The Peramuna consisted of Bandaranaike's own Sri Lanka Freedom Party, and several other rebels from other parties. However, the most formidable of Bandaranaike's allies who was later to became the backbone of the MEP Government was Philip Gunawardena known as the Father of Sri Lankan Marxism and his Viplavakari Lanka Samasamaja Party a breakaway faction of the old LSSP. In the 1952 election the UNP. had obtained 54 seats to the 22 polled by Bandaranaike's party and the Left. The result of the election hung on the interior electorates that had traditionally voted in local notables, stalwart supporters of the UNP.

The election was decisively swung towards Bandaranayke only when the monks came out in his support. For a year or so before the election, the Buddhists led by the monks were agitated by the status accorded to Buddhism by the Government.

In 1956 the UNP of Sir John and J. R. Jayewardene representing more the English speaking anglicized elite aroused the ire of the monks by ignoring the Buddhist plea for reforms. In many areas the monks went on a house-to-house campaign urging the people to support Bandaranaike. The UNP was devastated and ended with eight seats to Bandaranaike's and the Left tally of 68.

The MEP government lasted for a short three years but during that period it set its stamp on Sri Lankan society and some of the ideals it espoused are today taken as a matter of course by all political parties. The nationalization of bus transport and the establishment of the CTB provided for the first time cheap transport to many hitherto inaccessible areas where many farming communities lived.

Labour legislation provided some security for the worker whilst the provident fund scheme, relief on retirement. The government swung to a non-aligned position in foreign affairs, established diplomatic relations with the socialist countries, and saw to the removal of foreign bases from the country.

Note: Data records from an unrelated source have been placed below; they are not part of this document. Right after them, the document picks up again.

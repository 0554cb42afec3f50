//! Axum server setup and router construction.

use std::net::SocketAddr;

use axum::Router;
use axum::routing::{get, post};
use tower_http::cors::{Any, CorsLayer};
use tracing::error;

use crate::api::{self, AppState};

/// Build the full axum router.
///
/// The router serves:
/// - `/health` and the legacy `/chat-message` endpoint
/// - the session, selection, chat, and fix-instruction API at `/api/*`
/// - prompt cache administration at `/api/admin/*`
pub fn build_router(state: AppState) -> Router {
    // The preview page is served from another origin.
    let cors = CorsLayer::new()
        .allow_origin(Any)
        .allow_methods(Any)
        .allow_headers(Any);

    Router::new()
        .route("/health", get(api::health))
        .route("/chat-message", post(api::chat_message))
        .route("/api/sessions", post(api::create_session))
        .route("/api/sessions/{id}", get(api::get_session))
        .route("/api/add-selection", post(api::add_selection))
        .route("/api/chat", post(api::chat))
        .route(
            "/api/generate-fix-instructions",
            post(api::generate_fix_instructions),
        )
        .route("/api/admin/reload-prompts", post(api::reload_prompts))
        .route("/api/admin/prompts", get(api::list_prompts))
        .with_state(state)
        .layer(cors)
}

/// Bind the listener, spawn the server, and return the bound address.
pub async fn start_server(router: Router, bind_addr: SocketAddr) -> std::io::Result<SocketAddr> {
    let listener = tokio::net::TcpListener::bind(bind_addr).await?;
    let addr = listener.local_addr()?;

    tokio::spawn(async move {
        if let Err(e) = axum::serve(listener, router).await {
            error!("HTTP server stopped: {e}");
        }
    });

    Ok(addr)
}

Consequent to the switch to swabasha the arts and culture flourished in the country, and the last half century has also seen a cultural renaissance in literature, cinema and drama.

Philip Gunawardena moved quickly in agriculture. Paddy cultivation was in a crippled condition and even the owner cultivator heavily in debt had no capital to improve the land.

The tenant farmer's share of produce in some areas was very small, and without security of tenure, he had no incentive to improve the land. The Paddy Lands Bill gave security to the tenant farmer, and the Multi Purpose Coops and the proposed cooperative banks were to provide the tenant as well as owner cultivators with the much-needed services, inputs and credit.

Philip's agricultural plan, published in 1968 with the support of a group of dedicated public servants, encompassed food and plantation crops, animal husbandry, distribution, credit, crop insurance, multi purpose cooperatives, it covered all the problem areas and stands as good a blueprint as any for planning even today.

A fragmentation law stopped the destruction of the plantations. He pressed for the nationalization of foreign owned plantations but had no illusions about nationalization for its own sake. He realized that a movement based only on social reforms was doomed, and that production and incomes had to be increased.

His old comrade of the VLLSP William Silva, Industries and Fisheries Minister, took steps to create an industrial base by setting up the steel, rubber and hardware corporations with assistance from socialist countries. These years also saw the beginnings of private industry, and the mechanization of the fishing industry.

Philip Gunawardena gave an economic underpinning to the 56 revolution. Bandaranaike depended very much on Philip to keep the government from being dragged away from the people - even in those years Colombo society tried its best to wean away the MPs from the provinces.

Philip brought with him not only the experience of the Samasamaja years but also that of many years of revolutionary activity abroad.

In this context one has to appreciate the leadership given by President Mahinda Rajapaksa who has kept the progressive forces together and brought peace to the country.